La reciente difusión de un video que revelaría la organización sistemática de ataques digitales desde estructuras propagandistas del uribismo no es un hecho aislado, sino una actitud sistemática de distintas facciones políticas en las redes sociales: es la exposición descarnada de un modelo de comunicación política basado en la manipulación, la repetición y la intimidación simbólica. Lo que estalló no fue un escándalo coyuntural, sino la confirmación visual de una práctica largamente denunciada y siempre negada.
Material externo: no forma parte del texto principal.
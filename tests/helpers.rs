// Shared test helpers for census integration tests.
//
// Builds input/credential files and a Config pointed at a mock API server.

use std::io::Write;
use std::path::Path;

use language_census::{Config, LogFormat, LogLevel};
use tempfile::{NamedTempFile, TempDir};

/// Writes `content` to a fresh temporary file.
#[allow(dead_code)] // Used by other test files
pub fn write_temp_file(content: &str) -> NamedTempFile {
    let mut file = NamedTempFile::new().expect("Failed to create temp file");
    file.write_all(content.as_bytes())
        .expect("Failed to write temp file");
    file.flush().expect("Failed to flush temp file");
    file
}

/// A linguist-style languages file with one prose entry that must be skipped.
#[allow(dead_code)] // Used by other test files
pub fn languages_json(colored: &[&str]) -> String {
    let mut entries: Vec<String> = colored
        .iter()
        .map(|name| format!("\"{}\": {{\"type\": \"programming\", \"color\": \"#123456\"}}", name))
        .collect();
    entries.insert(1.min(entries.len()), "\"Markdown\": {\"type\": \"prose\"}".to_string());
    format!("{{{}}}", entries.join(", "))
}

/// Config for a census against `api_base`, writing results into `out_dir`.
#[allow(dead_code)] // Used by other test files
pub fn create_test_config(api_base: &str, input: &Path, token: &Path, out_dir: &TempDir) -> Config {
    Config {
        input: input.to_path_buf(),
        token_file: token.to_path_buf(),
        counts_path: out_dir.path().join("repository_usage.json"),
        summary_path: out_dir.path().join("repository_usage_summary.json"),
        api_base: api_base.to_string(),
        retry_budget: 3,
        fetch_timeout_seconds: 5,
        user_agent: "language_census_test/1.0".to_string(),
        log_level: LogLevel::Error, // Reduce noise in tests
        log_format: LogFormat::Plain,
    }
}
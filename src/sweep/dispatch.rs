//! Concurrent fan-out of one batch.

use std::time::Duration;

use futures::stream::{FuturesUnordered, StreamExt};

use crate::error_handling::FailureReason;
use crate::fetch::{FetchOutcome, ItemFetcher};

/// Fetches every term of `batch` concurrently and waits for all of them.
///
/// No short-circuit: a failed or timed-out fetch does not cancel its
/// siblings. Results come back in completion order and are not applied to
/// any state here.
pub async fn dispatch_batch<F: ItemFetcher>(
    fetcher: &F,
    batch: Vec<String>,
    fetch_timeout: Duration,
) -> Vec<(String, FetchOutcome)> {
    let mut in_flight = FuturesUnordered::new();
    for term in batch {
        in_flight.push(async move {
            let outcome = match tokio::time::timeout(fetch_timeout, fetcher.fetch(&term)).await {
                Ok(outcome) => outcome,
                Err(_) => {
                    log::debug!("Search for {} timed out after {:?}", term, fetch_timeout);
                    FetchOutcome::failure(FailureReason::Other)
                }
            };
            (term, outcome)
        });
    }
    in_flight.collect().await
}
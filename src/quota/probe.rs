//! Quota probe against the search API's rate-limit endpoint.

use std::sync::Arc;

use chrono::Utc;
use serde::Deserialize;

use crate::config::RATE_LIMIT_PATH;
use crate::error_handling::TransportError;
use crate::fetch::is_rate_limited;

use super::{QuotaProbe, QuotaStatus};

/// Longest body excerpt kept in a `TransportError::Status`.
const MAX_ERROR_BODY_CHARS: usize = 200;

#[derive(Debug, Deserialize)]
struct RateLimitDocument {
    resources: RateLimitResources,
}

#[derive(Debug, Deserialize)]
struct RateLimitResources {
    search: RateLimitBucket,
}

#[derive(Debug, Deserialize)]
struct RateLimitBucket {
    remaining: u64,
    reset: i64,
}

/// Reads the search bucket of `GET /rate_limit`.
///
/// Querying this endpoint does not itself count against the search quota.
pub struct GithubQuotaProbe {
    client: Arc<reqwest::Client>,
    url: String,
}

impl GithubQuotaProbe {
    pub fn new(client: Arc<reqwest::Client>, api_base: &str) -> Self {
        Self {
            client,
            url: format!("{}{}", api_base.trim_end_matches('/'), RATE_LIMIT_PATH),
        }
    }
}

impl QuotaProbe for GithubQuotaProbe {
    async fn probe(&self) -> Result<QuotaStatus, TransportError> {
        let response = self.client.get(&self.url).send().await?;
        let status = response.status();

        if is_rate_limited(status, response.headers()) {
            let quota = QuotaStatus::rate_limited(response.headers(), Utc::now());
            log::debug!(
                "Quota probe rate limited ({}), waiting for {}",
                status,
                quota.resets_at
            );
            return Ok(quota);
        }

        if !status.is_success() {
            let body = response.text().await.unwrap_or_default();
            return Err(TransportError::Status {
                status: status.as_u16(),
                body: body.chars().take(MAX_ERROR_BODY_CHARS).collect(),
            });
        }

        let body = response.text().await?;
        let document: RateLimitDocument =
            serde_json::from_str(&body).map_err(|e| TransportError::Decode(e.to_string()))?;
        let bucket = document.resources.search;

        QuotaStatus::from_epoch(bucket.remaining, bucket.reset).ok_or_else(|| {
            TransportError::Decode(format!("reset timestamp out of range: {}", bucket.reset))
        })
    }
}

#[cfg(test)]
mod tests {
    use super::*;
    use serde_json::json;
    use wiremock::matchers::{method, path};
    use wiremock::{Mock, MockServer, ResponseTemplate};

    fn probe_for(server: &MockServer) -> GithubQuotaProbe {
        GithubQuotaProbe::new(Arc::new(reqwest::Client::new()), &server.uri())
    }

    #[tokio::test]
    async fn test_probe_reads_search_bucket() {
        let server = MockServer::start().await;
        Mock::given(method("GET"))
            .and(path("/rate_limit"))
            .respond_with(ResponseTemplate::new(200).set_body_json(json!({
                "resources": {
                    "core": {"remaining": 4999, "reset": 1700000500},
                    "search": {"remaining": 27, "reset": 1700000060}
                }
            })))
            .expect(1)
            .mount(&server)
            .await;

        let status = probe_for(&server).probe().await.unwrap();
        assert_eq!(status.remaining, 27);
        assert_eq!(status.resets_at.timestamp(), 1_700_000_060);
    }

    #[tokio::test]
    async fn test_probe_rate_limited_uses_headers() {
        let server = MockServer::start().await;
        Mock::given(method("GET"))
            .and(path("/rate_limit"))
            .respond_with(
                ResponseTemplate::new(403)
                    .insert_header("X-RateLimit-Remaining", "0")
                    .insert_header("X-RateLimit-Reset", "1700000100")
                    .set_body_string("{\"message\":\"API rate limit exceeded\"}"),
            )
            .mount(&server)
            .await;

        let status = probe_for(&server).probe().await.unwrap();
        assert!(status.is_exhausted());
        assert_eq!(status.resets_at.timestamp(), 1_700_000_100);
    }

    #[tokio::test]
    async fn test_probe_secondary_limit_without_quota_headers_waits() {
        let server = MockServer::start().await;
        Mock::given(method("GET"))
            .and(path("/rate_limit"))
            .respond_with(
                ResponseTemplate::new(429)
                    .insert_header("Retry-After", "60")
                    .set_body_string(
                        "{\"message\":\"You have exceeded a secondary rate limit\"}",
                    ),
            )
            .mount(&server)
            .await;

        let before = Utc::now();
        let status = probe_for(&server).probe().await.unwrap();
        assert!(status.is_exhausted());
        assert!(status.resets_at >= before + chrono::TimeDelta::seconds(60));
    }

    #[tokio::test]
    async fn test_probe_429_without_any_headers_is_exhausted() {
        let server = MockServer::start().await;
        Mock::given(method("GET"))
            .and(path("/rate_limit"))
            .respond_with(ResponseTemplate::new(429))
            .mount(&server)
            .await;

        let before = Utc::now();
        let status = probe_for(&server).probe().await.unwrap();
        assert!(status.is_exhausted());
        assert!(status.resets_at >= before);
    }

    #[tokio::test]
    async fn test_probe_forbidden_with_quota_left_is_transport_error() {
        let server = MockServer::start().await;
        Mock::given(method("GET"))
            .and(path("/rate_limit"))
            .respond_with(
                ResponseTemplate::new(403)
                    .insert_header("X-RateLimit-Remaining", "59")
                    .insert_header("X-RateLimit-Reset", "1700000100")
                    .set_body_string("{\"message\":\"Bad credentials\"}"),
            )
            .mount(&server)
            .await;

        let err = probe_for(&server).probe().await.unwrap_err();
        assert!(matches!(err, TransportError::Status { status: 403, .. }));
    }

    #[tokio::test]
    async fn test_probe_server_error_is_transport_error() {
        let server = MockServer::start().await;
        Mock::given(method("GET"))
            .and(path("/rate_limit"))
            .respond_with(ResponseTemplate::new(503).set_body_string("unavailable"))
            .mount(&server)
            .await;

        let err = probe_for(&server).probe().await.unwrap_err();
        match err {
            TransportError::Status { status, body } => {
                assert_eq!(status, 503);
                assert_eq!(body, "unavailable");
            }
            other => panic!("expected status error, got {other:?}"),
        }
    }

    #[tokio::test]
    async fn test_probe_unparseable_body_is_decode_error() {
        let server = MockServer::start().await;
        Mock::given(method("GET"))
            .and(path("/rate_limit"))
            .respond_with(ResponseTemplate::new(200).set_body_string("<html>nope</html>"))
            .mount(&server)
            .await;

        let err = probe_for(&server).probe().await.unwrap_err();
        assert!(matches!(err, TransportError::Decode(_)));
    }

    #[tokio::test]
    async fn test_probe_unreachable_is_request_error() {
        // Port 1 is reserved and closed on any sane test host
        let probe = GithubQuotaProbe::new(Arc::new(reqwest::Client::new()), "http://127.0.0.1:1");
        let err = probe.probe().await.unwrap_err();
        assert!(matches!(err, TransportError::Request(_)));
    }
}
//! Per-attempt fetch outcome.

use crate::error_handling::FailureReason;

/// Result of one search attempt for one term.
///
/// Remote failures are data, not errors: the sweep folds them into its failure
/// set and retries them later.
#[derive(Debug, Clone, Copy, PartialEq, Eq)]
pub enum FetchOutcome {
    /// The search answered with a count. `incomplete` mirrors the API's
    /// `incomplete_results` flag (the search timed out server-side and the
    /// count may be low).
    Success { count: u64, incomplete: bool },
    /// The attempt produced no usable count.
    Failure { reason: FailureReason },
}

impl FetchOutcome {
    pub fn success(count: u64) -> Self {
        FetchOutcome::Success {
            count,
            incomplete: false,
        }
    }

    pub fn failure(reason: FailureReason) -> Self {
        FetchOutcome::Failure { reason }
    }

    pub fn is_success(&self) -> bool {
        matches!(self, FetchOutcome::Success { .. })
    }
}
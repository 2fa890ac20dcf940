//! HTTP header name constants.
//!
//! Rate-limit headers carried on every search API response. Lowercase so they
//! are valid `HeaderName`s as written.

/// Requests left in the current rate-limit window
pub const HEADER_RATELIMIT_REMAINING: &str = "x-ratelimit-remaining";
/// Epoch seconds at which the current window resets
pub const HEADER_RATELIMIT_RESET: &str = "x-ratelimit-reset";
/// Delta seconds to wait, sent with secondary rate limits
pub const HEADER_RETRY_AFTER: &str = "retry-after";
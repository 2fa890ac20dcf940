//! API credential loading.

use std::fs;
use std::path::Path;

use crate::config::TOKEN_ENV_VAR;
use crate::error_handling::InitializationError;

/// Loads the API token.
///
/// `GITHUB_TOKEN` wins when it is set and non-empty; otherwise the token is the
/// trimmed content of `path`. A missing file or an empty token is an error,
/// since every search request needs the credential.
pub fn load_token(path: &Path) -> Result<String, InitializationError> {
    if let Ok(value) = std::env::var(TOKEN_ENV_VAR) {
        let value = value.trim();
        if !value.is_empty() {
            log::debug!("Using API token from {}", TOKEN_ENV_VAR);
            return Ok(value.to_string());
        }
    }
    read_token_file(path)
}

fn read_token_file(path: &Path) -> Result<String, InitializationError> {
    let content = fs::read_to_string(path).map_err(|e| {
        InitializationError::CredentialError(format!(
            "failed to read token file {}: {} (or set {})",
            path.display(),
            e,
            TOKEN_ENV_VAR
        ))
    })?;

    let token = content.trim();
    if token.is_empty() {
        return Err(InitializationError::CredentialError(format!(
            "token file {} is empty",
            path.display()
        )));
    }
    log::debug!("Using API token from {}", path.display());
    Ok(token.to_string())
}
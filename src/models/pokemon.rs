//! Pokemon response model
//!
//! Shape for a single pokemon (GET /pokemon/{name}), trimmed to the fields
//! the catch and inspect commands display.

use serde::Deserialize;

use crate::models::NamedResource;

/// A single pokemon
#[derive(Debug, Clone, Deserialize)]
pub struct Pokemon {
    pub id: u32,
    pub name: String,
    /// Drives the catch difficulty; null for a few alternate forms
    #[serde(default)]
    pub base_experience: Option<u32>,
    pub height: u32,
    pub weight: u32,
    pub stats: Vec<StatSlot>,
    pub types: Vec<TypeSlot>,
}

/// One base-stat value (hp, attack, ...)
#[derive(Debug, Clone, Deserialize)]
pub struct StatSlot {
    pub base_stat: u32,
    pub stat: NamedResource,
}

/// One of the pokemon's types
#[derive(Debug, Clone, Deserialize)]
pub struct TypeSlot {
    pub slot: u32,
    #[serde(rename = "type")]
    pub kind: NamedResource,
}
//! Cache Module
//!
//! Provides a thread-safe in-memory response cache with a single fixed TTL
//! and automatic background expiration.

mod entry;
mod handle;
mod stats;
mod store;


// Re-export public types
pub use entry::CacheEntry;
pub use handle::Cache;
pub use stats::CacheStats;
pub use store::CacheStore;
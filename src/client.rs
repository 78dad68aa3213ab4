//! API Client Module
//!
//! HTTP client for the remote API with the response cache in front of it.
//! Every fetch goes through the same path: look the URL up in the cache,
//! and only on a miss issue the request and store the raw body back.

use reqwest::Client;
use tracing::debug;

use crate::cache::{Cache, CacheStats};
use crate::error::Result;
use crate::models::{LocationArea, LocationAreaPage, Pokemon};

// == Api Client ==
/// PokeAPI client with response caching.
///
/// Request URLs are the cache keys; payloads are the raw response bodies.
/// Decoding happens after the cache, so cached and fresh responses take the
/// same code path.
#[derive(Debug)]
pub struct ApiClient {
    http: Client,
    cache: Cache,
    base_url: String,
}

impl ApiClient {
    // == Constructor ==
    /// Creates a new client over the given cache and API base URL.
    ///
    /// A trailing slash on the base URL is accepted and stripped so that
    /// callers can pass either form.
    pub fn new(cache: Cache, base_url: impl Into<String>) -> Self {
        let mut base_url = base_url.into();
        while base_url.ends_with('/') {
            base_url.pop();
        }

        Self {
            http: Client::new(),
            cache,
            base_url,
        }
    }

    // == Fetch Bytes ==
    /// Returns the response body for a URL, from cache when possible.
    ///
    /// On a miss the body is fetched, stored unconditionally (overwriting
    /// any entry that appeared meanwhile), and returned. Non-2xx statuses
    /// are errors and never cached.
    async fn fetch_bytes(&self, url: &str) -> Result<Vec<u8>> {
        if let Some(body) = self.cache.get(url).await {
            debug!(url, "cache hit");
            return Ok(body);
        }

        debug!(url, "cache miss, fetching");
        let response = self.http.get(url).send().await?.error_for_status()?;
        let body = response.bytes().await?.to_vec();

        self.cache.put(url, body.clone()).await;
        Ok(body)
    }

    // == Location Areas ==
    /// Fetches one page of the location-area listing.
    ///
    /// `page_url` is a full pagination URL from a previous page, or `None`
    /// for the first page.
    pub async fn location_areas(&self, page_url: Option<&str>) -> Result<LocationAreaPage> {
        let first_page = format!("{}/location-area/", self.base_url);
        let url = page_url.unwrap_or(&first_page);

        let body = self.fetch_bytes(url).await?;
        Ok(serde_json::from_slice(&body)?)
    }

    // == Location Area ==
    /// Fetches a single location area with its encounter roster.
    pub async fn location_area(&self, name: &str) -> Result<LocationArea> {
        let url = format!("{}/location-area/{}", self.base_url, name);

        let body = self.fetch_bytes(&url).await?;
        Ok(serde_json::from_slice(&body)?)
    }

    // == Pokemon ==
    /// Fetches a single pokemon by name.
    pub async fn pokemon(&self, name: &str) -> Result<Pokemon> {
        let url = format!("{}/pokemon/{}", self.base_url, name);

        let body = self.fetch_bytes(&url).await?;
        Ok(serde_json::from_slice(&body)?)
    }

    // == Cache Stats ==
    /// Returns a snapshot of the underlying cache statistics.
    pub async fn cache_stats(&self) -> CacheStats {
        self.cache.stats().await
    }

    // == Close ==
    /// Shuts down the underlying cache and its sweep task.
    pub async fn close(self) {
        self.cache.close().await;
    }
}

// == Unit Tests ==
#[cfg(test)]
mod tests {
    use super::*;
    use std::time::Duration;

    fn test_client(base_url: &str) -> ApiClient {
        let cache = Cache::new(Duration::from_secs(300)).unwrap();
        ApiClient::new(cache, base_url)
    }

    #[tokio::test]
    async fn test_base_url_trailing_slash_stripped() {
        let client = test_client("https://pokeapi.co/api/v2/");
        assert_eq!(client.base_url, "https://pokeapi.co/api/v2");
        client.close().await;
    }

    #[tokio::test]
    async fn test_cached_body_is_served_without_network() {
        // A base URL nothing can resolve: any network attempt would error,
        // so a successful decode proves the payload came from the cache.
        let client = test_client("http://invalid.invalid");

        let url = "http://invalid.invalid/pokemon/pikachu";
        let body = br#"{"id":25,"name":"pikachu","base_experience":112,"height":4,"weight":60,"stats":[],"types":[]}"#;
        client.cache.put(url, body.to_vec()).await;

        let pokemon = client.pokemon("pikachu").await.unwrap();
        assert_eq!(pokemon.name, "pikachu");

        let stats = client.cache_stats().await;
        assert_eq!(stats.hits, 1);

        client.close().await;
    }

    #[tokio::test]
    async fn test_fetch_failure_caches_nothing() {
        let client = test_client("http://invalid.invalid");

        assert!(client.pokemon("pikachu").await.is_err());
        assert!(client.cache.is_empty().await);

        client.close().await;
    }
}
//! Error types for the Pokedex client
//!
//! Provides unified error handling using thiserror.
//!
//! Cache lookups are deliberately absent here: a missing key is a normal
//! outcome (`None`), not an error. The variants below cover cache
//! construction and the network/decoding layer around it.

use thiserror::Error;

// == Pokedex Error Enum ==
/// Unified error type for the Pokedex client.
#[derive(Error, Debug)]
pub enum PokedexError {
    /// Cache constructed with a zero TTL or sweep interval
    #[error("cache interval must be greater than zero")]
    ZeroInterval,

    /// HTTP request failed or returned an error status
    #[error("request failed: {0}")]
    Http(#[from] reqwest::Error),

    /// Response body could not be decoded into the expected shape
    #[error("failed to decode response: {0}")]
    Decode(#[from] serde_json::Error),

    /// Console I/O failed
    #[error("i/o error: {0}")]
    Io(#[from] std::io::Error),
}

// == Result Type Alias ==
/// Convenience Result type for the Pokedex client.
pub type Result<T> = std::result::Result<T, PokedexError>;
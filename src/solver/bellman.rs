//! Bellman inequality generation shared by the LP solvers.

use std::io::Write;

use crate::error::{Error, Result};
use crate::math::optimization::{LpModel, LpSolution, RowId, VarId};
use crate::math::DiscreteDistribution;
use crate::mdp::{BasisSet, Model, StateDistribution, StateFunction, StateList};

/// Rows with a slack below this are reported as active.
pub const ACTIVE_TOLERANCE: f64 = 1e-3;

/// Everything a row builder needs to know about one `(state, action)` pair.
pub struct BellmanTerm<'t, S> {
    pub state_index: usize,
    pub action_index: usize,
    pub state: &'t S,
    pub cost: f64,
    /// `ψ(s)`
    pub psi: &'t [f64],
    /// `E[ψ(s') | s, a]`
    pub expected_next: &'t [f64],
}

impl<S> BellmanTerm<'_, S> {
    /// `ψ(s) - α E[ψ(s')]`.
    pub fn discounted_difference(&self, alpha: f64) -> Vec<f64> {
        self.psi
            .iter()
            .zip(self.expected_next.iter())
            .map(|(p, e)| p - alpha * e)
            .collect()
    }
}

/// Visits every `(state, action)` pair of `states` in order and hands the
/// pair to `build`, which adds one row and returns its handle. Handles come
/// back grouped by state.
pub fn generate<M, F>(
    states: &StateList<'_, M>,
    cost: &dyn StateFunction<M::State>,
    basis: &dyn BasisSet<M::State>,
    mut build: F,
) -> Result<Vec<Vec<RowId>>>
where
    M: Model,
    F: FnMut(&BellmanTerm<'_, M::State>) -> Result<RowId>,
{
    let mut psi = vec![0.0; basis.size()];
    let mut handles = Vec::with_capacity(states.state_count());
    for (s, state) in states.iter().enumerate() {
        let info = states.state_info_at(s)?;
        let state_cost = cost.value(state);
        basis.evaluate(state, &mut psi);

        let mut row_handles = Vec::with_capacity(info.action_count());
        for a in 0..info.action_count() {
            let expected_next = info.distribution(a).expected_basis_value(basis);
            let term = BellmanTerm {
                state_index: s,
                action_index: a,
                state,
                cost: state_cost,
                psi: &psi,
                expected_next: &expected_next,
            };
            row_handles.push(build(&term)?);
        }
        handles.push(row_handles);
    }
    Ok(handles)
}

/// `(index, probability)` of each successor in `states`.
///
/// # Errors
/// `Error::UnknownState` if a successor is not listed.
pub fn successor_indices<M: Model>(
    states: &StateList<'_, M>,
    distribution: &StateDistribution<M::State>,
) -> Result<Vec<(usize, f64)>> {
    distribution
        .next_states()
        .iter()
        .enumerate()
        .map(|(i, next)| {
            states
                .state_index(next)
                .map(|j| (j, distribution.probability(i)))
                .ok_or_else(|| Error::UnknownState(format!("{:?}", next)))
        })
        .collect()
}

/// Checks that `weights` is a distribution aligned with the state list.
pub fn check_weights(weights: &[f64], state_count: usize) -> Result<()> {
    if weights.len() != state_count {
        return Err(Error::LengthMismatch {
            expected: state_count,
            found: weights.len(),
        });
    }
    if !DiscreteDistribution::is_distribution(weights) {
        return Err(Error::InvalidDistribution(
            "state-relevance weights".to_string(),
        ));
    }
    Ok(())
}

/// `Σ_s w_s ψ(s)`.
pub fn weighted_basis<M: Model>(
    states: &StateList<'_, M>,
    weights: &[f64],
    basis: &dyn BasisSet<M::State>,
) -> Vec<f64> {
    let mut total = vec![0.0; basis.size()];
    let mut psi = vec![0.0; basis.size()];
    for (state, &w) in states.iter().zip(weights.iter()) {
        basis.evaluate(state, &mut psi);
        for (t, p) in total.iter_mut().zip(psi.iter()) {
            *t += w * p;
        }
    }
    total
}

/// One coefficient variable per basis function, bounded by the declared
/// coefficient range.
pub fn coefficient_vars<S>(model: &mut LpModel, basis: &dyn BasisSet<S>) -> Vec<VarId> {
    (0..basis.size())
        .map(|i| {
            model.add_var(
                format!("r_{}", basis.function_name(i)),
                basis.min_value(i),
                basis.max_value(i),
            )
        })
        .collect()
}

/// Largest violation of `V(s) - α E[V(s')] <= c(s)` over every
/// `(state, action)` pair, zero if none is violated.
pub fn max_bellman_violation<M: Model>(
    states: &StateList<'_, M>,
    cost: &dyn StateFunction<M::State>,
    value: &dyn StateFunction<M::State>,
    alpha: f64,
) -> Result<f64> {
    let mut worst: f64 = 0.0;
    for (s, state) in states.iter().enumerate() {
        let info = states.state_info_at(s)?;
        let v = value.value(state);
        let c = cost.value(state);
        for a in 0..info.action_count() {
            let next = info.distribution(a).expected_value_from(value, state);
            worst = worst.max(v - alpha * next - c);
        }
    }
    Ok(worst)
}

/// Writes `STATE: <s> ACTION: <a> <extra><slack>[ active]` for every row.
pub fn write_state_slacks<M, F>(
    out: &mut dyn Write,
    states: &StateList<'_, M>,
    handles: &[Vec<RowId>],
    solution: &LpSolution,
    mut extra: F,
) -> Result<()>
where
    M: Model,
    F: FnMut(usize, usize) -> String,
{
    for (s, rows) in handles.iter().enumerate() {
        let state = states.state_at(s);
        let info = states.state_info_at(s)?;
        for (a, &row) in rows.iter().enumerate() {
            let slack = solution.slack(row);
            write!(
                out,
                "STATE: {:?} ACTION: {:?} {}{}",
                state,
                info.action(a),
                extra(s, a),
                slack
            )?;
            if slack < ACTIVE_TOLERANCE {
                write!(out, " active")?;
            }
            writeln!(out)?;
        }
    }
    Ok(())
}

/// Writes `coeff <name> = <value>` for every basis function.
pub fn write_coefficients<S>(
    out: &mut dyn Write,
    basis: &dyn BasisSet<S>,
    coefficients: &[f64],
) -> Result<()> {
    for (i, r) in coefficients.iter().enumerate() {
        writeln!(out, "coeff {} = {}", basis.function_name(i), r)?;
    }
    Ok(())
}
Es la misma asesora del expresidente, columnista de Semana y candidata del Centro Democrático, la que convoca a sus bodegueros para desprestigiar a quien se atrevió a confrontar a la candidata presidencial del Centro Democrático. Apareció transparente, lo que siempre trata de ocultarse. Claridad en la calle, oscuridad en la casa. A la izquierda también se le ha confrontado y reprochado sobre la utilización de muchos creadores de contenido que pudieron enfrentarse a los oligopolios de la comunicación reinantes en Colombia.

Más que simples “usuarios entusiastas”, estas estructuras —conocidas popularmente como bodegas— que quedaron al desnudo, operan bajo lógicas propias de la propaganda moderna: mensajes simplificados, consignas emocionales, construcción del enemigo interno........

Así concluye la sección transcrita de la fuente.